• **AIM OF THE TASK**
Where the line with "let shift = self.level - level;" appears below, start writing out lines exactly, and finish with the line with "let neighbor = Self", which is included; write out nothing else.

• **RECORDS FOR THIS EXERCISE**
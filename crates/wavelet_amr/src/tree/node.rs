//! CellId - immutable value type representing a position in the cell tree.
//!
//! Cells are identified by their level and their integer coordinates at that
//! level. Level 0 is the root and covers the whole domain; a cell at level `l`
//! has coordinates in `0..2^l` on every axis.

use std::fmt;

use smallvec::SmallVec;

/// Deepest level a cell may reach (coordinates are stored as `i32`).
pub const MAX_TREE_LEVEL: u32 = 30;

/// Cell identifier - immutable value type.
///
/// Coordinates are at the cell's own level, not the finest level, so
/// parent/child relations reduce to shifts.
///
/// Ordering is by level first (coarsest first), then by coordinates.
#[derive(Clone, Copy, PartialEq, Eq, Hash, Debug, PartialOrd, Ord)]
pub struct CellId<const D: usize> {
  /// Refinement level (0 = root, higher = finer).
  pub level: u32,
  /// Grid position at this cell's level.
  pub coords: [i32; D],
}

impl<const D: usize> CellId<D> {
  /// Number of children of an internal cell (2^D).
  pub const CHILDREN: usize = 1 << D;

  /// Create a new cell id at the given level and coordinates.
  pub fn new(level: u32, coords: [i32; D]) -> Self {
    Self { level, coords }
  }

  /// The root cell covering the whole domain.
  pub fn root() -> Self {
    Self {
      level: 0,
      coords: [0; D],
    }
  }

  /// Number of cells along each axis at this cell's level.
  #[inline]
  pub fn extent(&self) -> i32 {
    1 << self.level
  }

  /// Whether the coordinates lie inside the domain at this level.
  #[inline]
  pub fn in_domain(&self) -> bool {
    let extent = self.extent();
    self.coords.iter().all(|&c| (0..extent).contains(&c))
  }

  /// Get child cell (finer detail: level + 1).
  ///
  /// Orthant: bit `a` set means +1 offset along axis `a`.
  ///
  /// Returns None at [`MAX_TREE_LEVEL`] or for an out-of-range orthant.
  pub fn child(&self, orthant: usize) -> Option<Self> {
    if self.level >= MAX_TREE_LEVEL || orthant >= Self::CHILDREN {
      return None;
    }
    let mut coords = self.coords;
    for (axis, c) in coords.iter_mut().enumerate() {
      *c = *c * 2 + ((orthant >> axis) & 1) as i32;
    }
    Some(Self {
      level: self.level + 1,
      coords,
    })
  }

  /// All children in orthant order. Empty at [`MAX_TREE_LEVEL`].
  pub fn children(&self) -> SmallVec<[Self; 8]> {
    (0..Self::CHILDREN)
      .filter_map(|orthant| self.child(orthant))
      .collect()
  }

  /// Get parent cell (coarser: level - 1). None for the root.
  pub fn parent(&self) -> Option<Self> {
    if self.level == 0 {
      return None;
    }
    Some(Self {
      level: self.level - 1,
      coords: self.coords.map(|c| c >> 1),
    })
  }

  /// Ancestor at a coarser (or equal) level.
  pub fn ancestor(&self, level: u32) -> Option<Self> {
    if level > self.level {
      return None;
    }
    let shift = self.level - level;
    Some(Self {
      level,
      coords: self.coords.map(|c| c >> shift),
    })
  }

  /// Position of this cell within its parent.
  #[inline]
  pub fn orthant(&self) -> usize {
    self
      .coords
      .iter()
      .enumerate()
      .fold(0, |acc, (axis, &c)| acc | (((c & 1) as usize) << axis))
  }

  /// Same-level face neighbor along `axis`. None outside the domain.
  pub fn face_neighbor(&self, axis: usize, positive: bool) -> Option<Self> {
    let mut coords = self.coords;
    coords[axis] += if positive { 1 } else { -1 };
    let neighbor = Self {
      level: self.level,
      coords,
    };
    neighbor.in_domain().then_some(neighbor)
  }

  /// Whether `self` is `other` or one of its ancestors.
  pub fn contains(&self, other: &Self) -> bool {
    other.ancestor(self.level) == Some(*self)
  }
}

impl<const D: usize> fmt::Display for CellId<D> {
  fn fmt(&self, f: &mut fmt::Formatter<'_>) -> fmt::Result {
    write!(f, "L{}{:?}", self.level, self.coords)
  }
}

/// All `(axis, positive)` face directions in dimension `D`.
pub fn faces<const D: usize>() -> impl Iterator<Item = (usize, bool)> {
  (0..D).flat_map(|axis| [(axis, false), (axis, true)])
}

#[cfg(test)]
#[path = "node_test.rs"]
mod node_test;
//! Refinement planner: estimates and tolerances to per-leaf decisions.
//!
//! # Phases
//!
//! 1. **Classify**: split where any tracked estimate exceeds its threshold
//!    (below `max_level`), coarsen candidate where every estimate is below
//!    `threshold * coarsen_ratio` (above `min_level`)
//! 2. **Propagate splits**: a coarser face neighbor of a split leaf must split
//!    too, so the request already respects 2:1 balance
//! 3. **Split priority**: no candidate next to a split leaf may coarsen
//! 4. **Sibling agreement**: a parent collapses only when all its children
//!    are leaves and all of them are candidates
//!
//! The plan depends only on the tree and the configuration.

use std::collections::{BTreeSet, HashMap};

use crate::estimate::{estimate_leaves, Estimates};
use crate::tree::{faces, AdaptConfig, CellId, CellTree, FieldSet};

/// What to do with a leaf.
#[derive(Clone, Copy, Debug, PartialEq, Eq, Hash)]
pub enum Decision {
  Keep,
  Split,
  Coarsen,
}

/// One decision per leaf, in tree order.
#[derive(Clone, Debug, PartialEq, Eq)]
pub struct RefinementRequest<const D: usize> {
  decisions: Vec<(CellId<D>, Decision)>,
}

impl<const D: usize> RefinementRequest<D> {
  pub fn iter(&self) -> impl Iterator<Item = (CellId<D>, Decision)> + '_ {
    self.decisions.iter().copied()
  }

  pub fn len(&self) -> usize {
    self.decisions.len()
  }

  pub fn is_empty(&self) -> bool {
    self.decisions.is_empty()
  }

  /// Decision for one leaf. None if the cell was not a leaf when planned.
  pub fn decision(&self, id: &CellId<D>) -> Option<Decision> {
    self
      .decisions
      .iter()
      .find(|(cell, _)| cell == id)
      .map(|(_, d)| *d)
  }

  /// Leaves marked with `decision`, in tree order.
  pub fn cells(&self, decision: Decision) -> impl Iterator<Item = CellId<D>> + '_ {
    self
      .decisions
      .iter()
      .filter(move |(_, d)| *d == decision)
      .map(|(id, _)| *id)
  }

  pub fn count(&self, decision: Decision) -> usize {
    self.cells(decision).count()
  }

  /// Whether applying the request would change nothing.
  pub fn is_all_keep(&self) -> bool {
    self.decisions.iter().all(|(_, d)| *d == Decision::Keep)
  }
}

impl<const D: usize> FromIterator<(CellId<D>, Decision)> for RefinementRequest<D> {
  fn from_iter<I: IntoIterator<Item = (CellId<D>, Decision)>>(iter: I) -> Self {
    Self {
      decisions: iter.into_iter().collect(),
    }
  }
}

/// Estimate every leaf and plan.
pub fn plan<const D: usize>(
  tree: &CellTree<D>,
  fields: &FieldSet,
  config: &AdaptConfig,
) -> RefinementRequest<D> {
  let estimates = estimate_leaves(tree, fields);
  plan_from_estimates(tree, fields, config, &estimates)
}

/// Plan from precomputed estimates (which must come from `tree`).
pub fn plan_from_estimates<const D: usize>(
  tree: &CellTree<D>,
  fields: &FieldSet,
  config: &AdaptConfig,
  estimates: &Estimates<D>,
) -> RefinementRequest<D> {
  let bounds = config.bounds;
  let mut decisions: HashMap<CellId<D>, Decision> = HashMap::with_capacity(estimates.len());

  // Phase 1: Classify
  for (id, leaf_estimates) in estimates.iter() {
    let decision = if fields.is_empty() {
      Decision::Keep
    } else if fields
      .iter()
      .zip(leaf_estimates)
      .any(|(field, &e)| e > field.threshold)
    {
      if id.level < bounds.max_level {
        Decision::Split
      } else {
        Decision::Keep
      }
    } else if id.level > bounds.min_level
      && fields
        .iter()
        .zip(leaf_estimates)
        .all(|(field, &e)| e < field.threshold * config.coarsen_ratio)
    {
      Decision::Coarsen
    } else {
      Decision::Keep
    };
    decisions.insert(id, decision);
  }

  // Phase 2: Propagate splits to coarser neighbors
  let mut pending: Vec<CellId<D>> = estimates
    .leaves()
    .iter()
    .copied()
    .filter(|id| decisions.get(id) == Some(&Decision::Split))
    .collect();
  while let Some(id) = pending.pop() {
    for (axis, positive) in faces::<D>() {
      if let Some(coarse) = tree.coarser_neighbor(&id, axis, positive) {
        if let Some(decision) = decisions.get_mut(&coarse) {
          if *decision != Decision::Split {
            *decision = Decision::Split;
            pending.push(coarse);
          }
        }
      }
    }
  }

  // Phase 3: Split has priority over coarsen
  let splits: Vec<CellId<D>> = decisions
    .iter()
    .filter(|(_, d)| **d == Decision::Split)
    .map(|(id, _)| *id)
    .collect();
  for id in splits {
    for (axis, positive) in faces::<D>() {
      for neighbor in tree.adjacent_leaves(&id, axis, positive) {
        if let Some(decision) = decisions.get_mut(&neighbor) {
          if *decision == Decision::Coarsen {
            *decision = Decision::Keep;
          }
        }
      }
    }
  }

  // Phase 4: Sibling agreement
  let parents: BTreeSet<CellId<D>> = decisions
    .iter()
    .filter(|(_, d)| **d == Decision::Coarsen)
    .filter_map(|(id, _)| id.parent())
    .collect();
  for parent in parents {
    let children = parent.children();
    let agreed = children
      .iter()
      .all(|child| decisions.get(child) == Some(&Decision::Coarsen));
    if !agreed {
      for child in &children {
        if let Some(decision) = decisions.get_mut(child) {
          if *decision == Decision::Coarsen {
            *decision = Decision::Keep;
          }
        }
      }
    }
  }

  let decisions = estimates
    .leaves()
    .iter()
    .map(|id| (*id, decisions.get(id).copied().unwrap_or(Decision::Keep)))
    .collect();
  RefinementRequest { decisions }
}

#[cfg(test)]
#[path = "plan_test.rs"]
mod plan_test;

• **EXPECTED ANSWER**
    let shift = self.level - level;
    Some(Self {
      level,
      coords: self.coords.map(|c| c >> shift),
    })
  }

  /// Position of this cell within its parent.
  #[inline]
  pub fn orthant(&self) -> usize {
    self
      .coords
      .iter()
      .enumerate()
      .fold(0, |acc, (axis, &c)| acc | (((c & 1) as usize) << axis))
  }

  /// Same-level face neighbor along `axis`. None outside the domain.
  pub fn face_neighbor(&self, axis: usize, positive: bool) -> Option<Self> {
    let mut coords = self.coords;
    coords[axis] += if positive { 1 } else { -1 };
    let neighbor = Self {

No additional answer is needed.